++++ RECORDS TO USE ++++
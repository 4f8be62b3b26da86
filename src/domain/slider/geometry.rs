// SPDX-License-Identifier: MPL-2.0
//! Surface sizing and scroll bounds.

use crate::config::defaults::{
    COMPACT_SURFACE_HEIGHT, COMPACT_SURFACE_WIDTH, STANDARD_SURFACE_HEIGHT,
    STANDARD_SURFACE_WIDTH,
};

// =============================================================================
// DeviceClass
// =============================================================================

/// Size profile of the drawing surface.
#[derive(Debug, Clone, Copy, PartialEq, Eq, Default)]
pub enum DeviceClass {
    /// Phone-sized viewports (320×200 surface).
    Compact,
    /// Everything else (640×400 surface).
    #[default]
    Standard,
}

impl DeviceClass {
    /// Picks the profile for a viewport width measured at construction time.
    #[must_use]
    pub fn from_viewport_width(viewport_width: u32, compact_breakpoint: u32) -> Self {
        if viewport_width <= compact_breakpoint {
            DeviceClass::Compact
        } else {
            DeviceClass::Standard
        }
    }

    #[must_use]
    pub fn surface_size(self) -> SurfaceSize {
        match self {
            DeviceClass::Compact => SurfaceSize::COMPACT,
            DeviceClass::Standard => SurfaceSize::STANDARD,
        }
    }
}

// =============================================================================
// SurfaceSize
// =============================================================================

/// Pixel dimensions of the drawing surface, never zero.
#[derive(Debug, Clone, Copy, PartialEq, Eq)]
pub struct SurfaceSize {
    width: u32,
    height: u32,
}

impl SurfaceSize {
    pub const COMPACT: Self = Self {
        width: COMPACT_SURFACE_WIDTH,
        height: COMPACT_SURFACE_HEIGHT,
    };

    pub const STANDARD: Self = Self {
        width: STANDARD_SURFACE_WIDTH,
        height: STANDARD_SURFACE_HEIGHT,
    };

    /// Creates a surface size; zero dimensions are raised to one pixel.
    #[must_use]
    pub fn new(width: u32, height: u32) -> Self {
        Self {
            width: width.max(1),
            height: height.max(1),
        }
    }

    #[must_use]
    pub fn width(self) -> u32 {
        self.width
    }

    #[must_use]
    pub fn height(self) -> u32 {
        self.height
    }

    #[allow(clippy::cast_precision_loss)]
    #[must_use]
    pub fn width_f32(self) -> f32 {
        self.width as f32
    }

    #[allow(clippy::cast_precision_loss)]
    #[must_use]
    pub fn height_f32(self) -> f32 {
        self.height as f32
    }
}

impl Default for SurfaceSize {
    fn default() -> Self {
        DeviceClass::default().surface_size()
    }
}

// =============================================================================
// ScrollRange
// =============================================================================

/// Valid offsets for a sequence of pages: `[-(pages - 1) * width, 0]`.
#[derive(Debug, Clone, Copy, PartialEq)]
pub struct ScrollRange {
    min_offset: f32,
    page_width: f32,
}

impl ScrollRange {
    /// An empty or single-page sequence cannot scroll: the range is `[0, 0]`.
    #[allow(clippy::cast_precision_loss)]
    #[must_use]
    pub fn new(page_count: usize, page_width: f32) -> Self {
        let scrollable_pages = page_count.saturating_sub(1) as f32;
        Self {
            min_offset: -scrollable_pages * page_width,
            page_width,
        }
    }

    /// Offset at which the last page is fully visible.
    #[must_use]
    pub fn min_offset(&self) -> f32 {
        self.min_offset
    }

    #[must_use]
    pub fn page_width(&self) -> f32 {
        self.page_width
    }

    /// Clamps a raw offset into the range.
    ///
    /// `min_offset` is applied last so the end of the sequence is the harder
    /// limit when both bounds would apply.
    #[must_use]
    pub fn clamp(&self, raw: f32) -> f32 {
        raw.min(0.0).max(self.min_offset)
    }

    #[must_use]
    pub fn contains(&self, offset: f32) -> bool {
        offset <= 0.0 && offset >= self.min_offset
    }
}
++++
Copy all lines from the entries that contain the word "dimensions".

**RESULT OF THE EXERCISE:**
/// Pixel dimensions of the drawing surface, never zero.
    /// Creates a surface size; zero dimensions are raised to one pixel.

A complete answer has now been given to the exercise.